Task item
If a line in the data below includes the string "ServiceBuilder", please return a copy of it.

━━━━━━

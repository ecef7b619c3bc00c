//! Axum HTTP server for probes and metrics

use std::net::SocketAddr;
use std::sync::Arc;

use axum::{routing::get, Router};
use tower::ServiceBuilder;
use tower_http::trace::TraceLayer;
use tracing::info;

use crate::controller::NodeCache;
use crate::{Error, Result};

use super::handlers;

/// Metrics endpoint handler
#[cfg(feature = "metrics")]
async fn metrics_handler() -> std::result::Result<String, axum::http::StatusCode> {
    use prometheus_client::encoding::text::encode;
    let mut buffer = String::new();
    encode(&mut buffer, &crate::controller::metrics::REGISTRY)
        .map_err(|_| axum::http::StatusCode::INTERNAL_SERVER_ERROR)?;
    Ok(buffer)
}

pub(crate) fn router(cache: Arc<NodeCache>) -> Router {
    let app = Router::new()
        .route("/healthz", get(handlers::health))
        .route("/readyz", get(handlers::ready));

    #[cfg(feature = "metrics")]
    let app = app.route("/metrics", get(metrics_handler));

    app.layer(ServiceBuilder::new().layer(TraceLayer::new_for_http()))
        .with_state(cache)
}

/// Run the probe server until the task is dropped
pub async fn run_server(addr: SocketAddr, cache: Arc<NodeCache>) -> Result<()> {
    let app = router(cache);

    info!("Probe server listening on {}", addr);
    let listener = tokio::net::TcpListener::bind(addr)
        .await
        .map_err(|e| Error::ConfigError(format!("Failed to bind to {}: {}", addr, e)))?;

    axum::serve(listener, app)
        .await
        .map_err(|e| Error::ConfigError(format!("Server error: {}", e)))?;

    Ok(())
}
//! OpenTelemetry tracing export
//!
//! Enabled when `OTEL_EXPORTER_OTLP_ENDPOINT` is set. Spans are shipped over
//! OTLP/gRPC in batches on the Tokio runtime.

use opentelemetry::KeyValue;
use opentelemetry_otlp::WithExportConfig;
use opentelemetry_sdk::trace::{self, Tracer};
use opentelemetry_sdk::{runtime, Resource};
use tracing::Subscriber;
use tracing_opentelemetry::OpenTelemetryLayer;
use tracing_subscriber::registry::LookupSpan;

const SERVICE_NAME: &str = "node-label-controller";
const OTLP_ENDPOINT_ENV: &str = "OTEL_EXPORTER_OTLP_ENDPOINT";

/// Build the OpenTelemetry layer for `registry`.
///
/// Returns `None` if the exporter could not be installed; the controller
/// keeps running with stdout logging only.
pub fn init_telemetry<S>(_registry: &S) -> Option<OpenTelemetryLayer<S, Tracer>>
where
    S: Subscriber + for<'span> LookupSpan<'span>,
{
    let mut exporter = opentelemetry_otlp::new_exporter().tonic();
    if let Ok(endpoint) = std::env::var(OTLP_ENDPOINT_ENV) {
        exporter = exporter.with_endpoint(endpoint);
    }

    let tracer = opentelemetry_otlp::new_pipeline()
        .tracing()
        .with_exporter(exporter)
        .with_trace_config(
            trace::config().with_resource(Resource::new(vec![KeyValue::new(
                "service.name",
                SERVICE_NAME,
            )])),
        )
        .install_batch(runtime::Tokio);

    match tracer {
        Ok(tracer) => Some(tracing_opentelemetry::layer().with_tracer(tracer)),
        Err(e) => {
            // The subscriber is not installed yet, so tracing macros would be dropped
            eprintln!("Failed to initialize OpenTelemetry exporter: {e}");
            None
        }
    }
}

/// Flush pending spans and stop the exporter
pub fn shutdown_telemetry() {
    opentelemetry::global::shutdown_tracer_provider();
}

━━━━━━

Expected answer
use tower::ServiceBuilder;
    app.layer(ServiceBuilder::new().layer(TraceLayer::new_for_http()))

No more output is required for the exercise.